I’m sorry we are so behind in posting November’s Collection’s Featurette, but hopefully many of you have already seen it published in the newsletter…
By Todd Galle
This month’s focus object is a delftware (most likely Dutch) charger or platter. The use of earthenware in the food service realm was widespread both in Europe and the colonies. A healthy trade in tin glazed pottery began by the Dutch and later continued by the English, expanded as the colonies matured and developed. Tin ware, wooden bowls, and pewter were augmented and sometimes replaced by imported delftware as socio-economic conditions improved.
The rapid development of Philadelphia as a trading center would have helped to make such goods available to a wide variety of early colonists. This example is useful in interpreting the rapid development of Pennsylvania as both a colony and an economy desirous of bringing a European style of living to the New World.

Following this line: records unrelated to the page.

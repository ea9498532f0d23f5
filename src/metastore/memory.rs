// Hive Catalog Rust Library
// Copyright 2025 MinIO, Inc.
//
// Licensed under the Apache License, Version 2.0 (the "License");
// you may not use this file except in compliance with the License.
// You may obtain a copy of the License at
//
//     http://www.apache.org/licenses/LICENSE-2.0
//
// Unless required by applicable law or agreed to in writing, software
// distributed under the License is distributed on an "AS IS" BASIS,
// WITHOUT WARRANTIES OR CONDITIONS OF ANY KIND, either express or implied.
// See the License for the specific language governing permissions and
// limitations under the License.

//! In-process metastore
//!
//! [`InMemoryMetastore`] keeps every record in concurrent maps and behaves
//! like a real metastore towards its callers: names are lowercased and
//! validated, and every stored object is stamped with bookkeeping entries
//! (creation time, last DDL time, owner, default locations). Callers that
//! compare what they stored with what they read back must therefore allow for
//! extra parameters.

use crate::config::HiveConf;
use crate::metastore::types::*;
use crate::metastore::{MetastoreClient, MetastoreError, make_partition_name};
use async_trait::async_trait;
use dashmap::DashMap;
use dashmap::mapref::entry::Entry;
use once_cell::sync::Lazy;
use regex::Regex;
use std::collections::{BTreeMap, HashMap};
use std::sync::atomic::{AtomicBool, Ordering};

/// Database every metastore starts with; it cannot be dropped
pub const DEFAULT_DATABASE_NAME: &str = "default";

static VALID_NAME: Lazy<Regex> = Lazy::new(|| Regex::new(r"^[A-Za-z0-9_]+$").unwrap());

type TableKey = (String, String);
type FunctionKey = (String, String);

#[derive(Debug, Clone)]
struct PartitionEntry {
    partition: HivePartition,
    column_stats: HashMap<String, ColumnStatisticsObj>,
}

#[derive(Debug, Clone)]
struct TableEntry {
    table: HiveTable,
    /// Keyed by partition name
    partitions: BTreeMap<String, PartitionEntry>,
    column_stats: HashMap<String, ColumnStatisticsObj>,
}

impl TableEntry {
    fn partition_key_names(&self) -> Vec<&str> {
        self.table
            .partition_keys
            .iter()
            .map(|k| k.name.as_str())
            .collect()
    }

    fn partition_name(&self, values: &[String]) -> Result<String, MetastoreError> {
        let keys = self.partition_key_names();
        if keys.is_empty() {
            return Err(MetastoreError::InvalidObject(format!(
                "table {}.{} is not partitioned",
                self.table.db_name, self.table.table_name
            )));
        }
        if keys.len() != values.len() {
            return Err(MetastoreError::InvalidObject(format!(
                "expected {} partition values for table {}.{}, got {}",
                keys.len(),
                self.table.db_name,
                self.table.table_name,
                values.len()
            )));
        }
        Ok(make_partition_name(&keys, values))
    }

    fn has_column(&self, name: &str) -> bool {
        self.table
            .sd
            .cols
            .iter()
            .chain(&self.table.partition_keys)
            .any(|c| c.name.eq_ignore_ascii_case(name))
    }
}

/// Metastore held entirely in memory
#[derive(Debug)]
pub struct InMemoryMetastore {
    conf: HiveConf,
    databases: DashMap<String, HiveDatabase>,
    tables: DashMap<TableKey, TableEntry>,
    functions: DashMap<FunctionKey, HiveFunction>,
    closed: AtomicBool,
}

impl Default for InMemoryMetastore {
    fn default() -> Self {
        Self::new(HiveConf::default())
    }
}

impl InMemoryMetastore {
    pub fn new(conf: HiveConf) -> Self {
        let databases = DashMap::new();
        databases.insert(
            DEFAULT_DATABASE_NAME.to_string(),
            HiveDatabase {
                name: DEFAULT_DATABASE_NAME.to_string(),
                description: Some("Default Hive database".to_string()),
                location_uri: Some(conf.warehouse_dir.clone()),
                parameters: Parameters::new(),
                owner_name: Some(conf.owner.clone()),
            },
        );
        Self {
            conf,
            databases,
            tables: DashMap::new(),
            functions: DashMap::new(),
            closed: AtomicBool::new(false),
        }
    }

    pub fn conf(&self) -> &HiveConf {
        &self.conf
    }

    fn check_open(&self) -> Result<(), MetastoreError> {
        if self.closed.load(Ordering::SeqCst) {
            return Err(MetastoreError::Closed);
        }
        Ok(())
    }

    fn database_location(&self, db_name: &str) -> Result<String, MetastoreError> {
        let db = self
            .databases
            .get(db_name)
            .ok_or_else(|| MetastoreError::NoSuchObject(format!("database {db_name}")))?;
        Ok(db
            .location_uri
            .clone()
            .unwrap_or_else(|| self.conf.database_location(db_name)))
    }

    fn require_database(&self, db_name: &str) -> Result<(), MetastoreError> {
        if !self.databases.contains_key(db_name) {
            return Err(MetastoreError::NoSuchObject(format!("database {db_name}")));
        }
        Ok(())
    }

    fn table_entry(&self, key: &TableKey) -> Result<TableEntry, MetastoreError> {
        self.tables
            .get(key)
            .map(|e| e.value().clone())
            .ok_or_else(|| no_such_table(key))
    }
}

fn now() -> i64 {
    chrono::Utc::now().timestamp()
}

fn normalize(name: &str) -> String {
    name.to_lowercase()
}

fn validated(kind: &str, name: &str) -> Result<String, MetastoreError> {
    if !VALID_NAME.is_match(name) {
        return Err(MetastoreError::InvalidObject(format!(
            "{name} is not a valid {kind} name"
        )));
    }
    Ok(normalize(name))
}

fn table_key(db_name: &str, table_name: &str) -> TableKey {
    (normalize(db_name), normalize(table_name))
}

fn no_such_table(key: &TableKey) -> MetastoreError {
    MetastoreError::NoSuchObject(format!("table {}.{}", key.0, key.1))
}

fn stamp_ddl_time(parameters: &mut Parameters) {
    parameters.insert(DDL_TIME.to_string(), now().to_string());
}

fn merge_stats(
    target: &mut HashMap<String, ColumnStatisticsObj>,
    stats: Vec<ColumnStatisticsObj>,
) {
    for obj in stats {
        target.insert(normalize(&obj.col_name), obj);
    }
}

fn select_stats(
    stats: &HashMap<String, ColumnStatisticsObj>,
    col_names: &[String],
) -> Vec<ColumnStatisticsObj> {
    col_names
        .iter()
        .filter_map(|c| stats.get(&normalize(c)).cloned())
        .collect()
}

This artifact also helps to illustrate the museum collection management and curatorial field. People often ask what a curator actually does. The easiest explanation, and one that Pennsbury staff and volunteers can appreciate, is that curators are stewards. We look after not only objects, but also the track the history of the object, the ‘who, what, where, when, why’ type of information helpful in interpreting that item. In the next newsletter, I’ll let you know what the file tells us about “PM75.127 / CHARGER, DELFT / 4: Food Service T & E” as well as other curatorial considerations regarding the object.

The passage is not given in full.